Yabiladi | 12 March 2021
The House of Lords discusses Sahara and UK-Morocco association agreement
by Latifa Babas
The UK-Morocco association agreement, concluded in October 2019, was at the heart of debates, Monday, at the House of Lords. Including Western Sahara within the territorial scope of the trade deal was another point of disagreement between MPs from the Conservative Party (majority) and Labor Party (opposition), supported by the Liberal Democrats.
Lord Stevenson of Balamacara from the Labor Party pointed out that «the European Court of Justice has twice ruled, in 2016 and 2018, that Western Sahara is a separate and distinct territory from Morocco under international law, and that no agreement with Morocco can be applied to the territory of Western Sahara without the consent of the Sahrawi people».
Taking up the arguments already raised by the Polisario, he said that «a coalition of 93 Sahrawi civil society groups also stated that the people of Western Sahara reject the inclusion of their territory in any agreement concluded by Morocco».
He referred to the letter sent in November 2018 by NGOs to the European Parliament calling for a vote against the fisheries agreement between Rabat and Brussels.
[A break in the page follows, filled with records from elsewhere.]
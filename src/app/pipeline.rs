//! Shared run logic for the `fit` and `predict` commands.
//!
//! Workflow for `fit`:
//! read training file -> read data header -> schema check -> read data rows
//! -> normal-equation fit -> predict -> finiteness check -> diagnostics
//! -> optional SVD cross-check
//!
//! The front-end in `app` only prints and exports what this returns.

use std::path::Path;

use tracing::{info, warn};

use crate::domain::{EstimateConfig, FitDiagnostics, ModelFile, PredictConfig, TestSet, TrainingSet};
use crate::error::{AppError, EXIT_NUMERIC};
use crate::fit::{Estimate, OlsPipeline, check_schema, diagnose};
use crate::io::ingest::{parse_header, parse_test, read_dataset_text, read_training_file};
use crate::io::model::{fitted_model_from_file, read_model_json};
use crate::math::{Matrix, max_relative_difference, solve_least_squares};

/// All computed outputs of a single `estimate fit` run.
#[derive(Debug, Clone)]
pub struct RunOutput {
    pub training: TrainingSet,
    pub test: TestSet,
    pub estimate: Estimate,
    pub diagnostics: FitDiagnostics,
    /// Max relative weight difference against the SVD solve, when requested.
    pub cross_check: Option<f64>,
}

/// Outputs of `estimate predict`.
#[derive(Debug, Clone)]
pub struct PredictOutput {
    pub model: ModelFile,
    pub test: TestSet,
    pub predictions: Matrix,
}

/// Execute the full fit-and-predict pipeline.
pub fn run_estimate(config: &EstimateConfig) -> Result<RunOutput, AppError> {
    let training = read_training_file(&config.train_path)?;
    info!(
        identifier = %training.identifier,
        attributes = training.num_attributes,
        rows = training.num_rows(),
        "loaded training data"
    );

    let test = read_test_checked(&config.data_path, training.num_attributes)?;
    info!(
        identifier = %test.identifier,
        attributes = test.num_attributes,
        rows = test.num_rows(),
        "loaded data to predict"
    );

    run_estimate_with_data(config, training, test)
}

/// Execute the pipeline on already parsed datasets.
pub fn run_estimate_with_data(
    config: &EstimateConfig,
    training: TrainingSet,
    test: TestSet,
) -> Result<RunOutput, AppError> {
    let pipeline = OlsPipeline::new(config.pivot_epsilon);
    let estimate = pipeline.run(&training, &test)?;
    ensure_finite(&estimate.predictions)?;
    info!(weights = ?estimate.model.weight_values(), "fitted normal equations");

    let diagnostics = diagnose(&training, &estimate.model)?;
    info!(
        sse = diagnostics.sse,
        rmse = diagnostics.rmse,
        r_squared = ?diagnostics.r_squared,
        "training fit"
    );

    let cross_check = if config.cross_check {
        Some(verify_against_svd(&training, &estimate, config.cross_check_tolerance)?)
    } else {
        None
    };

    Ok(RunOutput {
        training,
        test,
        estimate,
        diagnostics,
        cross_check,
    })
}

/// Apply a saved model to a data file.
pub fn run_predict(config: &PredictConfig) -> Result<PredictOutput, AppError> {
    let model = read_model_json(&config.model_path)?;
    let fitted = fitted_model_from_file(&model)?;
    info!(
        training = %model.training_identifier,
        attributes = model.num_attributes,
        "loaded model"
    );

    let test = read_test_checked(&config.data_path, fitted.num_attributes)?;
    let predictions = OlsPipeline::default().predict(&fitted, &test)?;
    ensure_finite(&predictions)?;

    Ok(PredictOutput {
        model,
        test,
        predictions,
    })
}

/// Read a data file, comparing its declared attribute count before parsing any rows.
fn read_test_checked(path: &Path, expected_attributes: usize) -> Result<TestSet, AppError> {
    let source_name = path.display().to_string();
    let text = read_dataset_text(path)?;
    let header = parse_header(&source_name, &text)?;
    check_schema(expected_attributes, header.num_attributes)?;
    Ok(parse_test(&source_name, &text)?)
}

fn ensure_finite(predictions: &Matrix) -> Result<(), AppError> {
    if !predictions.is_finite() {
        return Err(AppError::new(
            EXIT_NUMERIC,
            "error: non-finite prediction (overflow in the fitted model).",
        ));
    }
    Ok(())
}

fn verify_against_svd(training: &TrainingSet, estimate: &Estimate, tolerance: f64) -> Result<f64, AppError> {
    let reference = solve_least_squares(&training.x, &training.y).ok_or_else(|| {
        AppError::new(EXIT_NUMERIC, "error: SVD cross-check could not solve the training system.")
    })?;
    let diff = max_relative_difference(&estimate.model.weights, &reference)?;
    if diff > tolerance {
        warn!(diff, tolerance, "normal equations disagree with SVD solve");
        return Err(AppError::new(
            EXIT_NUMERIC,
            format!(
                "error: normal-equation weights differ from the SVD solve by {diff:.3e} (tolerance {tolerance:.3e}); the Gram matrix is likely ill-conditioned."
            ),
        ));
    }
    Ok(diff)
}
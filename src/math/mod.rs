//! Dense linear algebra: the matrix type, transpose/multiply, Gauss-Jordan
//! inversion, and an SVD least-squares reference solve.

pub mod inverse;
pub mod matrix;
pub mod ols;
pub mod ops;

pub use inverse::*;
pub use matrix::*;
pub use ols::*;
pub use ops::*;
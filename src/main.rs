use std::process::ExitCode;

fn main() -> ExitCode {
    match ols_estimate::app::run() {
        Ok(()) => ExitCode::SUCCESS,
        Err(err) => {
            eprintln!("{err}");
            ExitCode::from(err.exit_code())
        }
    }
}
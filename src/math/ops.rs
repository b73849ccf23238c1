//! Transpose and matrix product.

use crate::error::OlsError;
use crate::math::Matrix;

/// Return the `C × R` transpose of an `R × C` matrix.
pub fn transpose(src: &Matrix) -> Matrix {
    let (rows, cols) = src.shape();
    let mut dest = Matrix::zeroed(cols, rows);
    write_transpose(src, &mut dest);
    dest
}

/// Write the transpose of `src` into `dest`, which must already be `C × R`.
///
/// Every cell of `dest` is overwritten.
pub fn transpose_into(src: &Matrix, dest: &mut Matrix) -> Result<(), OlsError> {
    let (rows, cols) = src.shape();
    if dest.shape() != (cols, rows) {
        return Err(OlsError::DimensionMismatch {
            op: "transpose",
            detail: format!(
                "source is {rows}x{cols}, destination must be {cols}x{rows} but is {}x{}",
                dest.rows(),
                dest.cols()
            ),
        });
    }
    write_transpose(src, dest);
    Ok(())
}

fn write_transpose(src: &Matrix, dest: &mut Matrix) {
    for i in 0..src.cols() {
        for j in 0..src.rows() {
            dest[(i, j)] = src[(j, i)];
        }
    }
}

/// Matrix product `a · b`.
///
/// `a` is `R × K`, `b` is `K × C`; the result is a fresh `R × C` matrix.
pub fn multiply(a: &Matrix, b: &Matrix) -> Result<Matrix, OlsError> {
    if a.cols() != b.rows() {
        return Err(OlsError::DimensionMismatch {
            op: "multiply",
            detail: format!(
                "left is {}x{}, right is {}x{} (inner extents {} != {})",
                a.rows(),
                a.cols(),
                b.rows(),
                b.cols(),
                a.cols(),
                b.rows()
            ),
        });
    }

    let (rows, cols) = (a.rows(), b.cols());
    let mut out = Matrix::zeroed(rows, cols);
    for i in 0..rows {
        let a_row = a.row(i);
        let out_row = out.row_mut(i);
        for (k, &a_ik) in a_row.iter().enumerate() {
            for (j, &b_kj) in b.row(k).iter().enumerate() {
                out_row[j] += a_ik * b_kj;
            }
        }
    }
    Ok(out)
}
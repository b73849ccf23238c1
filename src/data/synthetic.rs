//! Synthetic dataset generation from a known linear model.
//!
//! Features are drawn uniformly from `[feature_min, feature_max]` and rounded
//! to three decimals so generated files stay readable. Training targets are
//! `x·w + ε` with `ε ~ N(0, noise_sigma²)`; test rows carry no target, but
//! their noise-free values are returned in [`GeneratedTruth::test_targets`].

use rand::prelude::*;
use rand::rngs::StdRng;
use rand_distr::Normal;

use crate::domain::{GenerateConfig, GeneratedTruth, TestSet, TrainingSet};
use crate::error::{AppError, EXIT_INPUT, EXIT_NUMERIC};
use crate::math::Matrix;

/// Range for randomly drawn intercepts.
const INTERCEPT_RANGE: f64 = 10.0;
/// Range for randomly drawn slopes.
const SLOPE_RANGE: f64 = 5.0;

#[derive(Debug, Clone)]
pub struct SyntheticData {
    pub training: TrainingSet,
    pub test: TestSet,
    pub truth: GeneratedTruth,
}

pub fn generate_datasets(config: &GenerateConfig) -> Result<SyntheticData, AppError> {
    validate(config)?;

    let mut rng = StdRng::seed_from_u64(config.seed);
    let noise = Normal::new(0.0, config.noise_sigma)
        .map_err(|e| AppError::new(EXIT_NUMERIC, format!("Noise distribution error: {e}")))?;

    let weights = match &config.weights {
        Some(w) => w.clone(),
        None => random_weights(&mut rng, config.num_attributes),
    };

    let cols = config.num_attributes + 1;
    let train_x = random_design(&mut rng, config, config.train_rows);
    let train_y: Vec<f64> = (0..config.train_rows)
        .map(|r| dot(&train_x[r * cols..(r + 1) * cols], &weights) + noise.sample(&mut rng))
        .collect();

    let test_x = random_design(&mut rng, config, config.test_rows);
    let test_targets: Vec<f64> = (0..config.test_rows)
        .map(|r| dot(&test_x[r * cols..(r + 1) * cols], &weights))
        .collect();

    let training = TrainingSet {
        identifier: "train".to_string(),
        num_attributes: config.num_attributes,
        x: Matrix::from_vec(config.train_rows, cols, train_x)?,
        y: Matrix::from_vec(config.train_rows, 1, train_y)?,
    };
    let test = TestSet {
        identifier: "data".to_string(),
        num_attributes: config.num_attributes,
        x: Matrix::from_vec(config.test_rows, cols, test_x)?,
    };
    let truth = GeneratedTruth {
        seed: config.seed,
        num_attributes: config.num_attributes,
        weights,
        noise_sigma: config.noise_sigma,
        test_targets,
    };

    Ok(SyntheticData { training, test, truth })
}

fn validate(config: &GenerateConfig) -> Result<(), AppError> {
    if config.train_rows == 0 || config.test_rows == 0 {
        return Err(AppError::new(EXIT_INPUT, "Row counts must be > 0."));
    }
    let too_large = || AppError::new(EXIT_INPUT, "Requested dataset is too large.");
    let cols = config.num_attributes.checked_add(1).ok_or_else(too_large)?;
    if cols.checked_mul(config.train_rows.max(config.test_rows)).is_none() {
        return Err(too_large());
    }
    if config.train_rows < cols {
        return Err(AppError::new(
            EXIT_INPUT,
            format!(
                "Need at least {cols} training rows for {} attribute(s), got {}.",
                config.num_attributes, config.train_rows
            ),
        ));
    }
    if !(config.feature_min.is_finite() && config.feature_max.is_finite() && config.feature_max > config.feature_min)
    {
        return Err(AppError::new(EXIT_INPUT, "Invalid feature range for generation."));
    }
    if !(config.noise_sigma.is_finite() && config.noise_sigma >= 0.0) {
        return Err(AppError::new(EXIT_INPUT, "Noise sigma must be finite and >= 0."));
    }
    if let Some(w) = &config.weights {
        if w.len() != cols {
            return Err(AppError::new(
                EXIT_INPUT,
                format!("Expected {cols} weights (intercept first), got {}.", w.len()),
            ));
        }
        if !w.iter().all(|v| v.is_finite()) {
            return Err(AppError::new(EXIT_INPUT, "Weights must be finite."));
        }
    }
    Ok(())
}

fn random_weights(rng: &mut StdRng, num_attributes: usize) -> Vec<f64> {
    let mut w = Vec::with_capacity(num_attributes + 1);
    w.push(round3(rng.gen_range(-INTERCEPT_RANGE..=INTERCEPT_RANGE)));
    for _ in 0..num_attributes {
        w.push(round3(rng.gen_range(-SLOPE_RANGE..=SLOPE_RANGE)));
    }
    w
}

/// Row-major design values with the bias column filled in.
fn random_design(rng: &mut StdRng, config: &GenerateConfig, rows: usize) -> Vec<f64> {
    let mut out = Vec::with_capacity(rows * (config.num_attributes + 1));
    for _ in 0..rows {
        out.push(1.0);
        for _ in 0..config.num_attributes {
            out.push(round3(rng.gen_range(config.feature_min..=config.feature_max)));
        }
    }
    out
}

fn dot(row: &[f64], weights: &[f64]) -> f64 {
    row.iter().zip(weights).map(|(a, b)| a * b).sum()
}

fn round3(v: f64) -> f64 {
    (v * 1000.0).round() / 1000.0
}
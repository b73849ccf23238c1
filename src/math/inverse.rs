//! Gauss-Jordan inversion.
//!
//! The input is reduced to the identity on a private copy while the same row
//! operations turn an identity matrix into the inverse. Pivots are taken from
//! the diagonal in order (no row exchanges), so the caller must supply a
//! matrix whose leading principal minors are all non-singular. The Gram matrix
//! `XᵗX` of a full-rank design matrix is positive definite and satisfies this.

use tracing::trace;

use crate::error::OlsError;
use crate::math::Matrix;

/// Default relative pivot tolerance used by [`invert`].
pub const DEFAULT_PIVOT_EPSILON: f64 = 1e-12;

/// Invert a square matrix, rejecting pivot `p` when its reduced value is
/// `|pivot| <= epsilon * |m[p][p]|`.
///
/// Each pivot is measured against its own original diagonal entry, so columns
/// of very different magnitude do not mask one another. `epsilon = 0.0` only
/// rejects exact zeros. Non-finite pivots are always rejected.
pub fn invert(m: &Matrix, epsilon: f64) -> Result<Matrix, OlsError> {
    if !m.is_square() {
        return Err(OlsError::DimensionMismatch {
            op: "invert",
            detail: format!("matrix must be square, got {}x{}", m.rows(), m.cols()),
        });
    }

    let n = m.rows();
    // NaN or negative epsilon degrade to exact-zero detection.
    let epsilon = epsilon.max(0.0);
    let mut work = m.clone();
    let mut inv = Matrix::identity(n)?;
    let mut pivot_work = vec![0.0; n];
    let mut pivot_inv = vec![0.0; n];

    // Forward phase: unit diagonal, zeros below it.
    for p in 0..n {
        let f = work[(p, p)];
        let tolerance = epsilon * m[(p, p)].abs();
        trace!(pivot_row = p, pivot = f, tolerance, "gauss-jordan pivot");
        if !f.is_finite() || f.abs() <= tolerance {
            return Err(OlsError::SingularMatrix {
                pivot_row: p,
                value: f,
                tolerance,
            });
        }

        for v in work.row_mut(p) {
            *v /= f;
        }
        for v in inv.row_mut(p) {
            *v /= f;
        }

        pivot_work.copy_from_slice(work.row(p));
        pivot_inv.copy_from_slice(inv.row(p));
        for i in p + 1..n {
            let g = work[(i, p)];
            eliminate(work.row_mut(i), &pivot_work, g);
            eliminate(inv.row_mut(i), &pivot_inv, g);
        }
    }

    // Backward phase: zeros above the diagonal.
    for p in (0..n).rev() {
        pivot_work.copy_from_slice(work.row(p));
        pivot_inv.copy_from_slice(inv.row(p));
        for i in (0..p).rev() {
            let g = work[(i, p)];
            eliminate(work.row_mut(i), &pivot_work, g);
            eliminate(inv.row_mut(i), &pivot_inv, g);
        }
    }

    Ok(inv)
}

/// `target -= factor * pivot`
fn eliminate(target: &mut [f64], pivot: &[f64], factor: f64) {
    for (v, p) in target.iter_mut().zip(pivot) {
        *v -= factor * p;
    }
}
//! Top-level application orchestration.
//!
//! `src/main.rs` is intentionally tiny; this module is the "real main" that:
//! - rewrites and parses CLI arguments
//! - sets up logging on stderr
//! - runs the fit / predict / generate commands
//! - prints predictions on stdout and writes optional exports

use clap::Parser;
use tracing::info;
use tracing_subscriber::EnvFilter;

use crate::cli::{Command, FitArgs, GenerateArgs, PredictArgs};
use crate::domain::{EstimateConfig, GenerateConfig, PredictConfig};
use crate::error::AppError;

pub mod pipeline;

/// Entry point for the `estimate` binary.
pub fn run() -> Result<(), AppError> {
    // `estimate TRAIN DATA` is the primary interface, but clap needs a
    // subcommand name, so the argv list is rewritten to `estimate fit TRAIN DATA`.
    let argv = rewrite_args(std::env::args().collect());
    let cli = crate::cli::Cli::parse_from(argv);
    init_logging(cli.verbose);

    match cli.command {
        Command::Fit(args) => handle_fit(args),
        Command::Predict(args) => handle_predict(args),
        Command::Generate(args) => handle_generate(args),
    }
}

fn init_logging(verbose: u8) {
    let level = match verbose {
        0 => "warn",
        1 => "info",
        2 => "debug",
        _ => "trace",
    };
    // A second initialisation (e.g. from tests) keeps the first subscriber.
    let _ = tracing_subscriber::fmt()
        .with_env_filter(EnvFilter::try_from_default_env().unwrap_or_else(|_| EnvFilter::new(level)))
        .with_target(false)
        .with_writer(std::io::stderr)
        .try_init();
}

fn handle_fit(args: FitArgs) -> Result<(), AppError> {
    let config = estimate_config_from_args(&args);
    let run = pipeline::run_estimate(&config)?;

    if config.summary {
        print!(
            "{}",
            crate::report::format_fit_summary(
                &run.training,
                &run.estimate.model,
                &run.diagnostics,
                run.cross_check
            )
        );
    }
    print!(
        "{}",
        crate::report::format_predictions(&run.estimate.predictions, config.format)
    );

    // Optional exports.
    if let Some(path) = &config.export_predictions {
        crate::io::export::write_predictions_csv(path, &run.test, &run.estimate.predictions)?;
        info!(path = %path.display(), "wrote predictions CSV");
    }
    if let Some(path) = &config.export_model {
        let model = crate::io::model::model_file(&run.training, &run.estimate.model, &run.diagnostics);
        crate::io::model::write_model_json(path, &model)?;
        info!(path = %path.display(), "wrote model JSON");
    }

    Ok(())
}

fn handle_predict(args: PredictArgs) -> Result<(), AppError> {
    let config = PredictConfig {
        model_path: args.model,
        data_path: args.data,
        format: args.format,
        export_predictions: args.export,
    };
    let out = pipeline::run_predict(&config)?;

    print!("{}", crate::report::format_predictions(&out.predictions, config.format));

    if let Some(path) = &config.export_predictions {
        crate::io::export::write_predictions_csv(path, &out.test, &out.predictions)?;
        info!(path = %path.display(), "wrote predictions CSV");
    }
    Ok(())
}

fn handle_generate(args: GenerateArgs) -> Result<(), AppError> {
    let config = generate_config_from_args(&args);
    let data = crate::data::generate_datasets(&config)?;

    crate::io::dataset::write_training_file(&config.train_path, &data.training)?;
    crate::io::dataset::write_test_file(&config.data_path, &data.test)?;
    if let Some(path) = &config.truth_path {
        crate::io::model::write_truth_json(path, &data.truth)?;
    }

    info!(
        train = %config.train_path.display(),
        data = %config.data_path.display(),
        weights = ?data.truth.weights,
        "wrote synthetic datasets"
    );
    Ok(())
}

pub fn estimate_config_from_args(args: &FitArgs) -> EstimateConfig {
    EstimateConfig {
        train_path: args.train.clone(),
        data_path: args.data.clone(),
        format: args.format,
        pivot_epsilon: args.pivot_epsilon,
        summary: args.summary,
        cross_check: args.cross_check,
        cross_check_tolerance: args.cross_check_tolerance,
        export_predictions: args.export.clone(),
        export_model: args.export_model.clone(),
    }
}

pub fn generate_config_from_args(args: &GenerateArgs) -> GenerateConfig {
    GenerateConfig {
        train_path: args.train.clone(),
        data_path: args.data.clone(),
        truth_path: args.truth.clone(),
        num_attributes: args.attributes,
        train_rows: args.train_rows,
        test_rows: args.test_rows,
        seed: args.seed,
        weights: args.weights.clone(),
        noise_sigma: args.noise,
        feature_min: args.feature_min,
        feature_max: args.feature_max,
    }
}

/// Rewrite argv so `estimate TRAIN DATA` means `estimate fit TRAIN DATA`.
///
/// Rules:
/// - `estimate`                          -> unchanged (clap prints usage)
/// - `estimate --help/--version/-h/-V`   -> unchanged
/// - `estimate fit|predict|generate ...` -> unchanged
/// - `estimate TRAIN DATA ...`           -> `estimate fit TRAIN DATA ...`
/// - `estimate --summary TRAIN DATA`     -> `estimate fit --summary TRAIN DATA`
fn rewrite_args(mut argv: Vec<String>) -> Vec<String> {
    let Some(arg1) = argv.get(1).cloned() else {
        return argv;
    };

    let is_top_level_help_or_version = matches!(
        arg1.as_str(),
        "-h" | "--help" | "-V" | "--version" | "help"
    );
    if is_top_level_help_or_version {
        return argv;
    }

    let is_subcommand = matches!(arg1.as_str(), "fit" | "predict" | "generate");
    if is_subcommand {
        return argv;
    }

    argv.insert(1, "fit".to_string());
    argv
}
//! Write datasets in the training/test file format read by `ingest`.

use std::fmt::Write as _;
use std::fs;
use std::path::Path;

use crate::domain::{TestSet, TrainingSet};
use crate::error::{AppError, EXIT_INPUT};

/// Render a training set: header lines, then one record per line.
pub fn format_training(training: &TrainingSet) -> String {
    let mut out = String::new();
    let _ = writeln!(out, "{}", training.identifier);
    let _ = writeln!(out, "{}", training.num_attributes);
    let _ = writeln!(out, "{}", training.num_rows());
    for r in 0..training.num_rows() {
        let mut fields: Vec<String> = training.x.row(r)[1..].iter().map(|v| v.to_string()).collect();
        fields.push(training.y[(r, 0)].to_string());
        let _ = writeln!(out, "{}", fields.join(" "));
    }
    out
}

/// Render a test set: header lines, then one record per line.
pub fn format_test(test: &TestSet) -> String {
    let mut out = String::new();
    let _ = writeln!(out, "{}", test.identifier);
    let _ = writeln!(out, "{}", test.num_attributes);
    let _ = writeln!(out, "{}", test.num_rows());
    for r in 0..test.num_rows() {
        let fields: Vec<String> = test.x.row(r)[1..].iter().map(|v| v.to_string()).collect();
        let _ = writeln!(out, "{}", fields.join(" "));
    }
    out
}

pub fn write_training_file(path: &Path, training: &TrainingSet) -> Result<(), AppError> {
    fs::write(path, format_training(training))
        .map_err(|e| AppError::new(EXIT_INPUT, format!("Failed to write training file '{}': {e}", path.display())))
}

pub fn write_test_file(path: &Path, test: &TestSet) -> Result<(), AppError> {
    fs::write(path, format_test(test))
        .map_err(|e| AppError::new(EXIT_INPUT, format!("Failed to write test file '{}': {e}", path.display())))
}
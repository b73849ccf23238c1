//! Command-line parsing.
//!
//! Argument parsing and command dispatch are kept apart from the matrix code.
//! `app::rewrite_args` maps the plain `estimate TRAIN DATA` form onto the `fit`
//! subcommand before clap sees it.

use std::path::PathBuf;

use clap::{Parser, Subcommand};

use crate::domain::OutputFormat;
use crate::math::DEFAULT_PIVOT_EPSILON;

/// Top-level CLI.
#[derive(Debug, Parser)]
#[command(
    name = "estimate",
    version,
    about = "Fit a linear regression with the normal equations and predict new rows"
)]
pub struct Cli {
    /// Verbosity on stderr (-v info, -vv debug, -vvv trace). `RUST_LOG` takes precedence.
    #[arg(short, long, action = clap::ArgAction::Count, global = true)]
    pub verbose: u8,

    #[command(subcommand)]
    pub command: Command,
}

/// CLI subcommands.
#[derive(Debug, Subcommand)]
pub enum Command {
    /// Fit on a training file and print one prediction per row of the data file.
    Fit(FitArgs),
    /// Apply a saved model JSON to a data file.
    Predict(PredictArgs),
    /// Write a synthetic training/data file pair from a known linear model.
    Generate(GenerateArgs),
}

#[derive(Debug, Parser, Clone)]
pub struct FitArgs {
    /// Training file: identifier, attribute count, row count, then rows of attributes + target.
    #[arg(value_name = "TRAIN")]
    pub train: PathBuf,

    /// Data file: identifier, attribute count, row count, then rows of attributes.
    #[arg(value_name = "DATA")]
    pub data: PathBuf,

    /// Prediction output format.
    #[arg(long, value_enum, default_value_t = OutputFormat::Rounded)]
    pub format: OutputFormat,

    /// Relative pivot tolerance for the Gram matrix inversion (0 rejects only exact zeros).
    #[arg(long, default_value_t = DEFAULT_PIVOT_EPSILON)]
    pub pivot_epsilon: f64,

    /// Print the weights and fit diagnostics before the predictions.
    #[arg(long)]
    pub summary: bool,

    /// Verify the weights against an SVD least-squares solve.
    #[arg(long)]
    pub cross_check: bool,

    /// Maximum relative weight difference accepted by `--cross-check`.
    #[arg(long, default_value_t = 1e-6)]
    pub cross_check_tolerance: f64,

    /// Export predictions to CSV.
    #[arg(long, value_name = "CSV")]
    pub export: Option<PathBuf>,

    /// Export the fitted model to JSON.
    #[arg(long = "export-model", value_name = "JSON")]
    pub export_model: Option<PathBuf>,
}

#[derive(Debug, Parser, Clone)]
pub struct PredictArgs {
    /// Model JSON produced by `estimate fit --export-model`.
    #[arg(long, value_name = "JSON")]
    pub model: PathBuf,

    /// Data file to predict.
    #[arg(value_name = "DATA")]
    pub data: PathBuf,

    /// Prediction output format.
    #[arg(long, value_enum, default_value_t = OutputFormat::Rounded)]
    pub format: OutputFormat,

    /// Export predictions to CSV.
    #[arg(long, value_name = "CSV")]
    pub export: Option<PathBuf>,
}

#[derive(Debug, Parser, Clone)]
pub struct GenerateArgs {
    /// Output path for the training file.
    #[arg(long, value_name = "TRAIN")]
    pub train: PathBuf,

    /// Output path for the data file.
    #[arg(long, value_name = "DATA")]
    pub data: PathBuf,

    /// Also write the generating weights and noise-free data targets as JSON.
    #[arg(long, value_name = "JSON")]
    pub truth: Option<PathBuf>,

    /// Number of attributes per row.
    #[arg(short = 'a', long, default_value_t = 4)]
    pub attributes: usize,

    /// Number of training rows.
    #[arg(long, default_value_t = 50)]
    pub train_rows: usize,

    /// Number of data rows.
    #[arg(long, default_value_t = 10)]
    pub test_rows: usize,

    /// Random seed.
    #[arg(long, default_value_t = 42)]
    pub seed: u64,

    /// Generating weights, intercept first (comma separated). Random when omitted.
    #[arg(long, value_delimiter = ',', allow_hyphen_values = true)]
    pub weights: Option<Vec<f64>>,

    /// Standard deviation of Gaussian noise on training targets.
    #[arg(long, default_value_t = 0.0)]
    pub noise: f64,

    /// Lower bound for attribute values.
    #[arg(long, default_value_t = 0.0, allow_hyphen_values = true)]
    pub feature_min: f64,

    /// Upper bound for attribute values.
    #[arg(long, default_value_t = 100.0, allow_hyphen_values = true)]
    pub feature_max: f64,
}
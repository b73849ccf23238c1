//! Dataset sources other than files on disk.

pub mod synthetic;

pub use synthetic::*;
Another lord, John Shipley of the Liberal Democratic Party, has also been advocating for the Polisario. «Moroccan authorities systematically prevent gatherings in the Western Sahara supporting Sahrawi self-determination, obstruct the work of some local human rights nongovernmental organizations (NGOs), including by blocking their legal registration», he said, quoting the Human Rights Watch world report for 2020.
£2.4 billion in trade of goods and services between the UK and Morocco
Pro-Morocco lords fought back, with Chris Patten from the Conservative Party speaking out to urge his peers to be pragmatic. «It is not just this House that wishes to have a trade association with Morocco; the EU—our neighbors and friends—has also canonized, recognized and re-recognized the reality on the ground in its recent agreements with Morocco», he stressed. Without going into sterile political considerations, the MP focused on «about 3 billion pounds per year of trade» between Morocco and the United Kingdom.
For his part, the Minister of State for South Asia and the Commonwealth, Lord Tariq Mahmoud Ahmed, made it clear that London’s position on the regional dispute has not changed, considering «Western Sahara’s status as undetermined (…) We strongly encourage co-operation to reach a mutually acceptable solution», he said.
The Minister continued his defense with financial arguments, noting that «the new agreement covers £2.4 billion in trade of goods and services between the UK and Morocco, and benefits major UK sectors such as the automotive and aerospace industries». He concluded his long response by announcing that his government would negotiate with Algeria the signing of an association agreement.